[EXTRACTED INFORMATION]

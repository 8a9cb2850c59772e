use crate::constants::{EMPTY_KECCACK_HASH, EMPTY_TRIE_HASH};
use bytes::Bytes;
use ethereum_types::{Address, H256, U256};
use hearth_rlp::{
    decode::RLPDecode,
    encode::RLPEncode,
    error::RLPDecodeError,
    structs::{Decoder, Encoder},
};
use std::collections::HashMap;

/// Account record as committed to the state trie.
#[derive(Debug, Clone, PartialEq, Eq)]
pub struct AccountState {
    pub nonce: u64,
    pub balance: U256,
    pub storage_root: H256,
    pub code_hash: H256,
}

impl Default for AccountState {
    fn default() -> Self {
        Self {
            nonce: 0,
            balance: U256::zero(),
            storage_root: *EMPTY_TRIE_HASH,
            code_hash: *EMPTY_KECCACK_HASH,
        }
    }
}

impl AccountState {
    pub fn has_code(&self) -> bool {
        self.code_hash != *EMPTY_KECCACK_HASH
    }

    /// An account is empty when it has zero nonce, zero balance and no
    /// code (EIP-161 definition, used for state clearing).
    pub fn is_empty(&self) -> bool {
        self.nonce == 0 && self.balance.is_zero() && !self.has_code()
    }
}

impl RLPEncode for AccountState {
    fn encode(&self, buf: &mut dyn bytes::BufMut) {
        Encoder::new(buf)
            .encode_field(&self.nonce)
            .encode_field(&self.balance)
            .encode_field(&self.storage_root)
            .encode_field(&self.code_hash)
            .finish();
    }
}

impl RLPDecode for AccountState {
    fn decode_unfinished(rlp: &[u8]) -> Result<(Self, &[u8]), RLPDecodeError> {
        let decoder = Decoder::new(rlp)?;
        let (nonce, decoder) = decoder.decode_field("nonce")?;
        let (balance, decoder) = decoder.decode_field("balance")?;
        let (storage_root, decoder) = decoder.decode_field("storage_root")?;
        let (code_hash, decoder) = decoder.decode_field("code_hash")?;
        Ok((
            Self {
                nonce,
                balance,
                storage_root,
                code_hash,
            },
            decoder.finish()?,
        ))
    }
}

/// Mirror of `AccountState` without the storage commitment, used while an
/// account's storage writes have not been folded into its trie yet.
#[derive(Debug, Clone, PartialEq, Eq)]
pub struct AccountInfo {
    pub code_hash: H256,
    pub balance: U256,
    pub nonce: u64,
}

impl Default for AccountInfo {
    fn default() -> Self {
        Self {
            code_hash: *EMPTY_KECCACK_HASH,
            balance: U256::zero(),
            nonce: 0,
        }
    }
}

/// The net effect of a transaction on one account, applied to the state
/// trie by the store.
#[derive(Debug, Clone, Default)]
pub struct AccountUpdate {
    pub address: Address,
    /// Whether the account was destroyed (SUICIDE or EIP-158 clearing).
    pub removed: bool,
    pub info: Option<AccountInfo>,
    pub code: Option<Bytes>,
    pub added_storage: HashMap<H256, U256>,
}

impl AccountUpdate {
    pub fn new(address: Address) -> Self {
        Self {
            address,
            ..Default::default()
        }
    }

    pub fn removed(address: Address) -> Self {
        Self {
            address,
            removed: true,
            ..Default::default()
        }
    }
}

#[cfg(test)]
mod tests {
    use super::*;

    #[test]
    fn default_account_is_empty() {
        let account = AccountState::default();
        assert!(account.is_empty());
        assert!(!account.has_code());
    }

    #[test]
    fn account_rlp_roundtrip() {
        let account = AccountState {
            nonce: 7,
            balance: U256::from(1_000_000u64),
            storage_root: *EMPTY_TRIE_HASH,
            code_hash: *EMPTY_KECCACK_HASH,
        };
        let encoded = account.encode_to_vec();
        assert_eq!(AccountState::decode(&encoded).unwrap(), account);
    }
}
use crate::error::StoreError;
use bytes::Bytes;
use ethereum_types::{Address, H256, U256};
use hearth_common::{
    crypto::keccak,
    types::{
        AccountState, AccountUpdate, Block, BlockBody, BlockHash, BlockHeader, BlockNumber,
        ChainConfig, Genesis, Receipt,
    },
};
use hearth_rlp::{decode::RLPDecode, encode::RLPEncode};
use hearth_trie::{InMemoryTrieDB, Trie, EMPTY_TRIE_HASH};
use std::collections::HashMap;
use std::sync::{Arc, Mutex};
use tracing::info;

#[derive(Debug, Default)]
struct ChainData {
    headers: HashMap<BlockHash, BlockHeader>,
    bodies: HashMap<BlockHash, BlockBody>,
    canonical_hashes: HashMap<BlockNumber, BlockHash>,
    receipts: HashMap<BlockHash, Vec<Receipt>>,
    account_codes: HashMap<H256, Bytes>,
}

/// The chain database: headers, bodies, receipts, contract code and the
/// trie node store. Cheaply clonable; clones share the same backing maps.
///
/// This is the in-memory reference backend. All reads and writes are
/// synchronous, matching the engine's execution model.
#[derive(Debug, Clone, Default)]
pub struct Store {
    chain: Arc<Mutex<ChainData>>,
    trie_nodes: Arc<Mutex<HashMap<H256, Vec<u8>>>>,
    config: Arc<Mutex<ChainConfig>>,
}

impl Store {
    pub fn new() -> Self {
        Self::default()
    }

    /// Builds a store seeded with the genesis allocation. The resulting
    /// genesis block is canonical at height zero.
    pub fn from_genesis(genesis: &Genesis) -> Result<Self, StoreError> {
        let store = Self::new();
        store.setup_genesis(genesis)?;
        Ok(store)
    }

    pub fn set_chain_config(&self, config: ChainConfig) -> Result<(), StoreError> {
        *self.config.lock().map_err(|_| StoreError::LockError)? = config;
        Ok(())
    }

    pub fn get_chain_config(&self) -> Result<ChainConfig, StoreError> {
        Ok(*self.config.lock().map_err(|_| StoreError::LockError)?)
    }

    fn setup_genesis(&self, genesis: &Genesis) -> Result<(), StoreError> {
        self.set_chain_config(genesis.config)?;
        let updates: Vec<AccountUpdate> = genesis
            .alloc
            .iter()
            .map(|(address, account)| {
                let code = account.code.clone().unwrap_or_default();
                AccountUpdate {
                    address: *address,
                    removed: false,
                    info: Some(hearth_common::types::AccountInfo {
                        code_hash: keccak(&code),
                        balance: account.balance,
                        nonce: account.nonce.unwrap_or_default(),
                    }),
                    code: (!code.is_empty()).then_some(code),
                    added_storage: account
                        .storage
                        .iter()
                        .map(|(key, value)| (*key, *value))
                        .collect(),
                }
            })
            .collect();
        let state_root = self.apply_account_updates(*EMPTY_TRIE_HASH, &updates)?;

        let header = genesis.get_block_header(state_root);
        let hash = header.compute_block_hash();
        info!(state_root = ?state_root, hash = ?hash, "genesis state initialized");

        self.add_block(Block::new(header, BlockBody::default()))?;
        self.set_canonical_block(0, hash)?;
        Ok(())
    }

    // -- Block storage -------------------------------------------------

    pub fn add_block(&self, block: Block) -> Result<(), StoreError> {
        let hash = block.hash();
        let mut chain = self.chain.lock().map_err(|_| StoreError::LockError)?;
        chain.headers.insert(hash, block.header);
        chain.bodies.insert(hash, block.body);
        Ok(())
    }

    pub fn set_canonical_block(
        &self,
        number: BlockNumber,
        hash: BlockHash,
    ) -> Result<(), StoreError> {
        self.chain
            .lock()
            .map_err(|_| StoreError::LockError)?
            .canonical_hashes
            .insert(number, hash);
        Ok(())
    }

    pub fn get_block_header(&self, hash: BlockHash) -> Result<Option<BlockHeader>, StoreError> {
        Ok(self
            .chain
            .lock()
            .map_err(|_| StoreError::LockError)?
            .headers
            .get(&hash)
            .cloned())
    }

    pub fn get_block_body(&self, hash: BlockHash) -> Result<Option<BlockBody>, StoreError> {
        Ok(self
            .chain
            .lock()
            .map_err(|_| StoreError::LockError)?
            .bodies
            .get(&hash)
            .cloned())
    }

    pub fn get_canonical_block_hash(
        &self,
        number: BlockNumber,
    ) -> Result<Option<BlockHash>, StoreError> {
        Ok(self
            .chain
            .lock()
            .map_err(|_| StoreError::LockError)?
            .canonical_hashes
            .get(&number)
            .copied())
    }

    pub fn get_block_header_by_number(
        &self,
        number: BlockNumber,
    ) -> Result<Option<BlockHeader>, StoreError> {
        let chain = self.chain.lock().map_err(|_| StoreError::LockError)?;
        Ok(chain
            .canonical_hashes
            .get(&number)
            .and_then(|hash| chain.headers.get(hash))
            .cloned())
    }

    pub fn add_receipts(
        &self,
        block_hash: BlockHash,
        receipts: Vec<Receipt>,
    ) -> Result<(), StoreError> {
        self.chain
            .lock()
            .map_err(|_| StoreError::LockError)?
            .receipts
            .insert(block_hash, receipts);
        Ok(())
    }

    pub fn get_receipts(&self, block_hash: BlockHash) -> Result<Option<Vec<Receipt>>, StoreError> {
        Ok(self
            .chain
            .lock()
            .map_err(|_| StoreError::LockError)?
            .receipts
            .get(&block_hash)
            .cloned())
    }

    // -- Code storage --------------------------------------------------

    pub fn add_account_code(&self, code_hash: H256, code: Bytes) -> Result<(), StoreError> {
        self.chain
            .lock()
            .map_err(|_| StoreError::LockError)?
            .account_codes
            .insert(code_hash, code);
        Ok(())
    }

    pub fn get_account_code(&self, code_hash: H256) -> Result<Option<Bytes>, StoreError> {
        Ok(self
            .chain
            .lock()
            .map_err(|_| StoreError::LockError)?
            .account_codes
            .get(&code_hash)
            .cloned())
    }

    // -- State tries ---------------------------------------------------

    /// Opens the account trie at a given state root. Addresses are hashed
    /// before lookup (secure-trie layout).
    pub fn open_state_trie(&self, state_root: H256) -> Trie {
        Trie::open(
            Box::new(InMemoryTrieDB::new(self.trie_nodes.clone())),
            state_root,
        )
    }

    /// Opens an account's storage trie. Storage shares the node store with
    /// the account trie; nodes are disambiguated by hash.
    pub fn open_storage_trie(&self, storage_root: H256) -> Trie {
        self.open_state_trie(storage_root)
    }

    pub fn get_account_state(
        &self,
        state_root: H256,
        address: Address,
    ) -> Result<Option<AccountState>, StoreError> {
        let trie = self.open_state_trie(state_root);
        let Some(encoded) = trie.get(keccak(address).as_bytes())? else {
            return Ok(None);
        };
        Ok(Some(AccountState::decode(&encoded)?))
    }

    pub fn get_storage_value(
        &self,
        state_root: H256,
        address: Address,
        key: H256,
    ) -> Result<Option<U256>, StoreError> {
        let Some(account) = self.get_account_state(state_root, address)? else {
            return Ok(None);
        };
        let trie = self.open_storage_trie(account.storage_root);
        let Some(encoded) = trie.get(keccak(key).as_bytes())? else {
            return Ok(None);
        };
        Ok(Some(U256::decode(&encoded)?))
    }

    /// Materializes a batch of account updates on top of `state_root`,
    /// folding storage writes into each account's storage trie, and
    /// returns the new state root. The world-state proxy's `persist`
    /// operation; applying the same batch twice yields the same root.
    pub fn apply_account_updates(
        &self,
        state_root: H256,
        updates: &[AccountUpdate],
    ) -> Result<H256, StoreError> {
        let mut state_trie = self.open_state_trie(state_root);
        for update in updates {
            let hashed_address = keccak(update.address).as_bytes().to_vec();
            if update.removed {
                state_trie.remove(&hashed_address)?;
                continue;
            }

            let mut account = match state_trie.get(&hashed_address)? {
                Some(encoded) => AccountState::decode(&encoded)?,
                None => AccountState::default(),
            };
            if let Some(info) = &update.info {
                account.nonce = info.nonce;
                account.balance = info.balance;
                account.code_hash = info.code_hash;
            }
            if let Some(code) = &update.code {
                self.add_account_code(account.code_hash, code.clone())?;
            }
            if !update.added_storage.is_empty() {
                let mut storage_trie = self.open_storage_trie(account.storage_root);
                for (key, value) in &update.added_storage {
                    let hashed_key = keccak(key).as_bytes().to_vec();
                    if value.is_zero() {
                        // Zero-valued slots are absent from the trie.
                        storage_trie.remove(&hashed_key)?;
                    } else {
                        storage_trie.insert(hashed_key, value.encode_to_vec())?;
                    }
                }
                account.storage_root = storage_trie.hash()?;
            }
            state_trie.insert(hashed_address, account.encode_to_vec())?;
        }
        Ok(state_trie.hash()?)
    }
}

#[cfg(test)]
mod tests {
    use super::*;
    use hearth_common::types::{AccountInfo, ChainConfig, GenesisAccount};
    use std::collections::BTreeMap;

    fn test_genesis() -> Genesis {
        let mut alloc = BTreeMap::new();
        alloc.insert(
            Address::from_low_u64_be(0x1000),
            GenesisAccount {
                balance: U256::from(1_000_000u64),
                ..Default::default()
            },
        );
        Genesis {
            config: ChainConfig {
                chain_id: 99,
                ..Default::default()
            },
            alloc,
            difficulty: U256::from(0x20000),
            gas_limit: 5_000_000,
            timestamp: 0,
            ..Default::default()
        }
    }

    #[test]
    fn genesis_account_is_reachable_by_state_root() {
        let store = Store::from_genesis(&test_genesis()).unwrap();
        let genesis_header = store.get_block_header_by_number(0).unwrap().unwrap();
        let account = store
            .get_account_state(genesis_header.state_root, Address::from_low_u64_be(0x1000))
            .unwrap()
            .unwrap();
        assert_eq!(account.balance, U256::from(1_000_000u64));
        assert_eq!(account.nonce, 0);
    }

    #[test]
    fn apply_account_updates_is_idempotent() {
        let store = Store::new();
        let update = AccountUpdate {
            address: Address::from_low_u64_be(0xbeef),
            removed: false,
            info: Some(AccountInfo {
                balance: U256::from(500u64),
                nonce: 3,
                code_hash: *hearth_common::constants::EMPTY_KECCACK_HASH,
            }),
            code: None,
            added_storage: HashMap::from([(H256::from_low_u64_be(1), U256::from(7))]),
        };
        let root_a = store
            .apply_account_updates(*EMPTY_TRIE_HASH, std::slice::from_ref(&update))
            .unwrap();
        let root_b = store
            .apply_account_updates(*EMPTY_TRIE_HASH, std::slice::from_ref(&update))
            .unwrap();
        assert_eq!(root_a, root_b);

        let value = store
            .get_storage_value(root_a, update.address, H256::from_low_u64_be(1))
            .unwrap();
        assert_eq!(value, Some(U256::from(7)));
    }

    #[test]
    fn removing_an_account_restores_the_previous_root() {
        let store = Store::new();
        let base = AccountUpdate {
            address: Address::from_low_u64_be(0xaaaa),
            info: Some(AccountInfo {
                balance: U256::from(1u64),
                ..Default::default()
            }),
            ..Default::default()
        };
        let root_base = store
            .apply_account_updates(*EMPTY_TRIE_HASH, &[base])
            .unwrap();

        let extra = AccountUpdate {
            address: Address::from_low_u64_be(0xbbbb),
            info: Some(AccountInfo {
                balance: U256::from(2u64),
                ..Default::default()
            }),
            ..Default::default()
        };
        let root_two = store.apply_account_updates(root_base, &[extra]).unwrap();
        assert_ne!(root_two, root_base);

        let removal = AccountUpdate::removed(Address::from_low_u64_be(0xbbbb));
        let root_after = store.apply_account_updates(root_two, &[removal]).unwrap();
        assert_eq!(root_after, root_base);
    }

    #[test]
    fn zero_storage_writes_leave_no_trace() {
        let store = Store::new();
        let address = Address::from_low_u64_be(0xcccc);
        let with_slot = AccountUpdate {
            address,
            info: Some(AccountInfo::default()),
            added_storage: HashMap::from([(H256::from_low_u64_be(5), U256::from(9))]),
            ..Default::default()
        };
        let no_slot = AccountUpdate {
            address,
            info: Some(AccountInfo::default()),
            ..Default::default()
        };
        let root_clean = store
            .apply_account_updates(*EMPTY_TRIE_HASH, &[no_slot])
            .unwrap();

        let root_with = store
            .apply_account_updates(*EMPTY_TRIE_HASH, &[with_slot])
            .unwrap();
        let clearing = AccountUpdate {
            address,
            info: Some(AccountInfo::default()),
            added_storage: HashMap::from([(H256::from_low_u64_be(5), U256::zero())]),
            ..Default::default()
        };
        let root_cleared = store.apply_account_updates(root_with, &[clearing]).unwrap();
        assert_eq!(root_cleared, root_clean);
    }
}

[/EXTRACTED INFORMATION]

Lines that contain the string "ChainConfig" should be copied from the material above.

• RESPONSE BOX
        ChainConfig, Genesis, Receipt,
    config: Arc<Mutex<ChainConfig>>,
    pub fn set_chain_config(&self, config: ChainConfig) -> Result<(), StoreError> {
    pub fn get_chain_config(&self) -> Result<ChainConfig, StoreError> {
    use hearth_common::types::{AccountInfo, ChainConfig, GenesisAccount};
            config: ChainConfig {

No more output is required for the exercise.